FTI has an article in the recent edition of Raconteur called GDPR: a business-critical enabler for CIOs. One paragraph from it effectively summarises the rest. Talking of the General Data Protection Regulation, now only 13 months away, Sonia Cheng of FTI says:
“It is a major catalyst for change. The GDPR makes you ask questions such as what kind of data do you have, why do you have it and where does it flow? It will also provide the foundation for other services, including revenue generation and better customer service, as well as dealing with security breaches and preparing for cyber attacks.”
There is no running away from the fact that the biggest teeth in the GDPR are the potential for very significant fines for breaches of its wide-ranging terms. Sonia Cheng’s paragraph quoted above, however, reminds us that there are opportunities here both to remedy past omissions and to look for new revenues and new clients.
Questions like “what kind of data do you have, why do you have it and where does it flow? are ones which many organisations have ducked over the years because answering them does not appear either to increase the top line nor to reduce expense. It has been hard, in other words, for Chief Information oOfficers to bid for budget to remedy omissions which don’t affect profit.
In practice, quite a lot of cheating goes in to the ROI question. Many organisations seem to lack any means of accounting for the expense of discovery / disclosure exercises; if there is no central tracking of these costs then they either fall on a legal budget which has become resigned to them or is distributed among the departments responsible for the event giving rise to the discovery bill. Although things are changing in this regard, many organisations seem not to differentiate between the pure legal costs and the rising cost of finding data needed to meet disclosure obligations.

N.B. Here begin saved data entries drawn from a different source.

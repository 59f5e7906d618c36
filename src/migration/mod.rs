//! Versioned schema migrations tracked in a ledger, followed by
//! environment-gated seeders.
//!
//! The runner makes no attempt at locking: two runners pointed at the same
//! database at the same time may both try to apply a pending version.

use std::collections::HashSet;

use anyhow::{bail, Context};
use async_trait::async_trait;
use tracing::{debug, error, info};

use crate::db::Connection;

pub mod ledger;
pub mod migrations;
pub mod registry;
pub mod seeders;

use ledger::Ledger;

/// A forward schema change identified by a sortable version string such as
/// `20240815120000`.
#[async_trait]
pub trait Migration: Send + Sync {
    fn version(&self) -> &str;

    fn description(&self) -> &str;

    async fn up(&self, conn: &Connection) -> anyhow::Result<()>;

    /// Reverse action. Migrations without one refuse to run backwards.
    async fn down(&self, _conn: &Connection) -> anyhow::Result<()> {
        bail!("migration {} is irreversible", self.version())
    }
}

/// Baseline data for some environments. A seeder must check for existing
/// data itself; nothing records that it ran.
#[async_trait]
pub trait Seeder: Send + Sync {
    fn name(&self) -> &str;

    fn should_run(&self, env: &str) -> bool;

    async fn run(&self, conn: &Connection) -> anyhow::Result<()>;
}

#[derive(Debug, Clone, PartialEq, Eq)]
pub struct PendingMigration {
    pub version: String,
    pub description: String,
}

/// Outcome of a [`Migrator::migrate`] call.
#[derive(Debug, Clone, Default, PartialEq, Eq)]
pub struct MigrationReport {
    pub applied: Vec<String>,
    pub skipped: Vec<String>,
}

/// What a full run would do, without doing it.
#[derive(Debug, Clone, PartialEq, Eq)]
pub struct Plan {
    pub env: String,
    pub pending: Vec<PendingMigration>,
    pub seeders_to_run: Vec<String>,
    pub seeders_skipped: Vec<String>,
}

pub struct Migrator {
    conn: Connection,
    migrations: Vec<Box<dyn Migration>>,
    seeders: Vec<Box<dyn Seeder>>,
}

impl Migrator {
    pub fn new(conn: Connection) -> Self {
        Self {
            conn,
            migrations: Vec::new(),
            seeders: Vec::new(),
        }
    }

    pub fn add_migration(&mut self, migration: impl Migration + 'static) -> &mut Self {
        self.migrations.push(Box::new(migration));
        self
    }

    pub fn add_seeder(&mut self, seeder: impl Seeder + 'static) -> &mut Self {
        self.seeders.push(Box::new(seeder));
        self
    }

    /// Registered migrations in ascending version order. Registration order
    /// does not matter, but a version may only be registered once.
    fn ordered(&self) -> anyhow::Result<Vec<&dyn Migration>> {
        let mut ordered: Vec<&dyn Migration> = self.migrations.iter().map(|m| m.as_ref()).collect();
        ordered.sort_by(|a, b| a.version().cmp(b.version()));
        for pair in ordered.windows(2) {
            if pair[0].version() == pair[1].version() {
                bail!("migration version {} is registered twice", pair[0].version());
            }
        }
        Ok(ordered)
    }

    async fn applied(&self) -> anyhow::Result<HashSet<String>> {
        let ledger = Ledger::new(&self.conn);
        ledger
            .ensure()
            .await
            .context("failed to create migration ledger")?;
        ledger
            .applied()
            .await
            .context("failed to read migration ledger")
    }

    /// Applies every pending migration in version order. Stops at the first
    /// failure; versions applied before it stay applied.
    pub async fn migrate(&self) -> anyhow::Result<MigrationReport> {
        let ordered = self.ordered()?;
        let applied = self.applied().await?;
        let ledger = Ledger::new(&self.conn);
        let mut report = MigrationReport::default();

        for migration in ordered {
            let version = migration.version();
            if applied.contains(version) {
                debug!(version, description = migration.description(), "migration already applied");
                report.skipped.push(version.to_owned());
                continue;
            }

            info!(version, description = migration.description(), "running migration");
            if let Err(e) = migration.up(&self.conn).await {
                error!(version, error = %e, "migration failed");
                return Err(e.context(format!("migration {version} failed")));
            }
            ledger
                .record(version, migration.description())
                .await
                .with_context(|| format!("failed to record migration {version}"))?;

            info!(version, "migration completed");
            report.applied.push(version.to_owned());
        }

        Ok(report)
    }

    /// Runs the seeders that opt in for `env`, in registration order.
    pub async fn seed(&self, env: &str) -> anyhow::Result<Vec<String>> {
        let mut ran = Vec::new();
        for seeder in &self.seeders {
            let name = seeder.name();
            if !seeder.should_run(env) {
                debug!(seeder = name, env, "skipping seeder");
                continue;
            }
            info!(seeder = name, "running seeder");
            seeder
                .run(&self.conn)
                .await
                .with_context(|| format!("seeder {name} failed"))?;
            info!(seeder = name, "seeder completed");
            ran.push(name.to_owned());
        }
        Ok(ran)
    }

    /// Migrations, then seeders.
    pub async fn run(&self, env: &str) -> anyhow::Result<MigrationReport> {
        let report = self.migrate().await?;
        self.seed(env).await?;
        Ok(report)
    }

    /// Versions not yet in the ledger, in the order they would run.
    pub async fn pending(&self) -> anyhow::Result<Vec<PendingMigration>> {
        let ordered = self.ordered()?;
        let applied = self.applied().await?;
        Ok(ordered
            .into_iter()
            .filter(|m| !applied.contains(m.version()))
            .map(|m| PendingMigration {
                version: m.version().to_owned(),
                description: m.description().to_owned(),
            })
            .collect())
    }

    pub async fn plan(&self, env: &str) -> anyhow::Result<Plan> {
        let pending = self.pending().await?;
        let (run, skip): (Vec<_>, Vec<_>) = self.seeders.iter().partition(|s| s.should_run(env));
        Ok(Plan {
            env: env.to_owned(),
            pending,
            seeders_to_run: run.iter().map(|s| s.name().to_owned()).collect(),
            seeders_skipped: skip.iter().map(|s| s.name().to_owned()).collect(),
        })
    }
}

Subject Access Requests are a specific example of a burden which can be expensive but which is often distributed across an organisation and therefore not treated as a single problem worth spending money on.
The article uses the expression to “build cross-stakeholder awareness” and “the cross-stakeholder nature of the problem”. One of the fundamental issues has been the distributed nature of both burdens and budgets, with no one group or department in a position to build a case for investment in a solution. What if they were to compare notes, as it were, and to think in terms of pooling resources to invest in solutions which are equally attuned to both the urgent reactive demands of compliance and the proactive anticipation of them, coupled with the control of the data which causes the real problem?
Government provides a good example of this. I have referred before to recent articles about Whitehall waste, as government spends money year after year addressing the same issues because staff turnover and the oscillation of policy demands conceals the fact that the work has been done before (here is one such article, from the Times; only the first few lines are visible to non-subscribers, but you easily get the drift of it).
One of the points made in the FTI article is that the technology needed to deal with compliance obligations, information governance initiatives and discovery is improving all the time. The GDPR provides a good reason to revisit the scope of these solutions and the consulting services which are wrapped around them, and to re-evaluate the ROI.
I have already written about an FTI webinar due to take place on 18 May called Using information governance strategies to prepare for the GDPR; Sonia Cheng is one of the participants in that.